Starving Russians?
Helen Womack
Perestroika created a huge appetite in the West for details of how ordinary Soviet people lived. I could describe what Russians had for breakfast and be sure the readers in Britain would lap it up. The Iron Curtain had isolated us from each other for so long that now there was a great yearning to discover our common humanity.
Towards the end of Gorbachev’s rule and in the early days of the Yeltsin era (1990-1992), the pressing question became: are Russians going hungry? Looking at the empty shop shelves, you might have thought so. But I knew my Russian friends always managed, somehow, to put food on the table.
Monitoring the food situation, I regularly went shopping with two Russian housewives, Tamara and Irina. Once, for the Independent on Sunday, we set off in search of ingredients to make a lemon pie. After scouring a number of shops, we managed to find flour, sugar and butter but lemons were unavailable, so the pie had no filling. The readers loved it. The editors wanted more. Irina migrated to Israel.
Tamara stayed in Moscow and it was to her I turned when trying to pin down the facts about “Russian starvation”.
After food-rationing was introduced in December 1990, the British press went wild with stories about “hunger and possible political repercussions”. One newspaper, while writing accurately about supplies, carried a misleading photograph of Muscovites queuing in the snow outside St. Basil’s Cathedral.
This prompted an angry letter from a reader: “The implication was that these were frozen people waiting for food when anyone who knows Moscow would be aware that it showed people queuing for communion at the cathedral,” wrote Disgusted of London SE10.
Tamara showed me what Russians were buying and eating.

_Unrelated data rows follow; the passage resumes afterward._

use chrono::{DateTime, Utc};
use serde::{Deserialize, Serialize};
use std::fmt;
use std::ops::Deref;

/// A sample that may or may not carry a computable value.
///
/// Raw price series are always valid; indicator series carry `None`
/// during warm-up. Moving averages accept either, which lets MACD and
/// KDJ smooth an indicator series with the same code that smooths prices.
pub trait SeriesValue: Copy {
    fn value(self) -> Option<f64>;
}

impl SeriesValue for f64 {
    fn value(self) -> Option<f64> {
        Some(self)
    }
}

impl SeriesValue for Option<f64> {
    fn value(self) -> Option<f64> {
        self
    }
}

/// Derived series aligned 1:1 with its source.
///
/// `None` marks positions with no computable value yet, so a genuine
/// zero is never confused with warm-up.
#[derive(Debug, Clone, Default, PartialEq, Serialize, Deserialize)]
#[serde(transparent)]
pub struct IndicatorSeries(Vec<Option<f64>>);

impl IndicatorSeries {
    /// All-invalid series of the given length
    pub fn invalid(len: usize) -> Self {
        Self(vec![None; len])
    }

    pub fn from_values(values: Vec<Option<f64>>) -> Self {
        Self(values)
    }

    /// Value at `index`, or None if out of range or invalid
    pub fn value_at(&self, index: usize) -> Option<f64> {
        self.0.get(index).copied().flatten()
    }

    pub fn is_valid(&self, index: usize) -> bool {
        self.value_at(index).is_some()
    }

    pub fn first_valid_index(&self) -> Option<usize> {
        self.0.iter().position(Option::is_some)
    }

    /// Most recent valid position as `(index, value)`
    pub fn last_valid(&self) -> Option<(usize, f64)> {
        self.0
            .iter()
            .enumerate()
            .rev()
            .find_map(|(i, v)| v.map(|v| (i, v)))
    }

    pub fn valid_count(&self) -> usize {
        self.0.iter().filter(|v| v.is_some()).count()
    }

    pub fn into_inner(self) -> Vec<Option<f64>> {
        self.0
    }
}

impl Deref for IndicatorSeries {
    type Target = [Option<f64>];

    fn deref(&self) -> &Self::Target {
        &self.0
    }
}

impl FromIterator<Option<f64>> for IndicatorSeries {
    fn from_iter<I: IntoIterator<Item = Option<f64>>>(iter: I) -> Self {
        Self(iter.into_iter().collect())
    }
}

/// OHLCV candlestick data
#[derive(Debug, Clone, Serialize, Deserialize)]
pub struct Candle {
    pub timestamp: DateTime<Utc>,
    pub open: f64,
    pub high: f64,
    pub low: f64,
    pub close: f64,
    pub volume: f64,
}

pub fn closes(candles: &[Candle]) -> Vec<f64> {
    candles.iter().map(|c| c.close).collect()
}

pub fn highs(candles: &[Candle]) -> Vec<f64> {
    candles.iter().map(|c| c.high).collect()
}

pub fn lows(candles: &[Candle]) -> Vec<f64> {
    candles.iter().map(|c| c.low).collect()
}

/// Date labels (`YYYY-MM-DD`) for cross events
pub fn timestamp_labels(candles: &[Candle]) -> Vec<String> {
    candles
        .iter()
        .map(|c| c.timestamp.format("%Y-%m-%d").to_string())
        .collect()
}

/// MACD line, signal line and histogram
#[derive(Debug, Clone, PartialEq, Serialize, Deserialize)]
pub struct MacdResult {
    pub macd_line: IndicatorSeries,
    pub signal_line: IndicatorSeries,
    pub histogram: IndicatorSeries,
}

#[derive(Debug, Clone, PartialEq, Serialize, Deserialize)]
pub struct BollingerBands {
    pub upper: IndicatorSeries,
    pub middle: IndicatorSeries,
    pub lower: IndicatorSeries,
}

/// Stochastic %K, %D and %J lines
#[derive(Debug, Clone, PartialEq, Serialize, Deserialize)]
pub struct KdjResult {
    pub k: IndicatorSeries,
    pub d: IndicatorSeries,
    pub j: IndicatorSeries,
}

impl KdjResult {
    pub(crate) fn invalid(len: usize) -> Self {
        Self {
            k: IndicatorSeries::invalid(len),
            d: IndicatorSeries::invalid(len),
            j: IndicatorSeries::invalid(len),
        }
    }
}

/// Classification of one index of a short/long moving-average pair
#[derive(Debug, Clone, Copy, Default, PartialEq, Eq, Hash, Serialize, Deserialize)]
pub enum CrossKind {
    #[default]
    NoCross,
    GoldenCross, // short crosses above long
    DeathCross,  // short crosses below long
}

impl CrossKind {
    pub fn is_cross(self) -> bool {
        self != CrossKind::NoCross
    }
}

impl fmt::Display for CrossKind {
    fn fmt(&self, f: &mut fmt::Formatter<'_>) -> fmt::Result {
        match self {
            CrossKind::NoCross => write!(f, "no cross"),
            CrossKind::GoldenCross => write!(f, "golden cross"),
            CrossKind::DeathCross => write!(f, "death cross"),
        }
    }
}

/// One classified index where both averages were valid at `index` and `index - 1`
#[derive(Debug, Clone, PartialEq, Serialize, Deserialize)]
pub struct CrossEvent {
    pub index: usize,
    pub label: String,
    pub price: f64,
    pub short_value: f64,
    pub long_value: f64,
    pub kind: CrossKind,
}

#[derive(Debug, Clone, Copy, PartialEq, Eq, Serialize, Deserialize)]
pub enum TrendState {
    Bullish,
    Bearish,
    Indeterminate,
}

impl fmt::Display for TrendState {
    fn fmt(&self, f: &mut fmt::Formatter<'_>) -> fmt::Result {
        match self {
            TrendState::Bullish => write!(f, "bullish"),
            TrendState::Bearish => write!(f, "bearish"),
            TrendState::Indeterminate => write!(f, "indeterminate"),
        }
    }
}

/// Tally of cross kinds over an event sequence
#[derive(Debug, Clone, Copy, Default, PartialEq, Eq, Serialize, Deserialize)]
pub struct CrossStatistics {
    pub golden_crosses: usize,
    pub death_crosses: usize,
    pub no_crosses: usize,
}

impl CrossStatistics {
    pub fn total(&self) -> usize {
        self.golden_crosses + self.death_crosses + self.no_crosses
    }
}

With 60 roubles (then officially worth 60 dollars), we went shopping on Solyanka Street. “There’s an assistant behind that counter,” said Tamara hopefully. “That means she’s got something to sell.”
The shop was offering herbs, jars of apple sauce, inferior Turkish tea and “coffee drink powder”. In another shop, we found scrappy meat but 30 people were queuing for it, so we moved on.
In a third shop, there were bad pomegranates and mouldy grapes but good apples, carrots and beetroots, which Tamara bought. Later, she would send her husband with a rucksack to fetch the heavy potatoes and onions. And there was always bread.
Tamara had spent 15 of a possible 60 roubles and could make borsht that night. “Fine for a vegetarian,” she said, “but my children need protein: milk, eggs and cheese.”
Reading these stories of limited nutrition if not starvation, well-intentioned readers in England began sending donations. It was the start of “gum-po” (humanitarian aid).
I delivered some food parcels and remember one old woman saying to me, as 1990 turned into 1991: “It may be Christmas for you but it’s not Christmas for us yet. We don’t want your charity.”
Russians felt humiliated. In the West, people felt rebuffed. As time went on, the misunderstandings would grow. We were a way off yet from that elusive common humanity.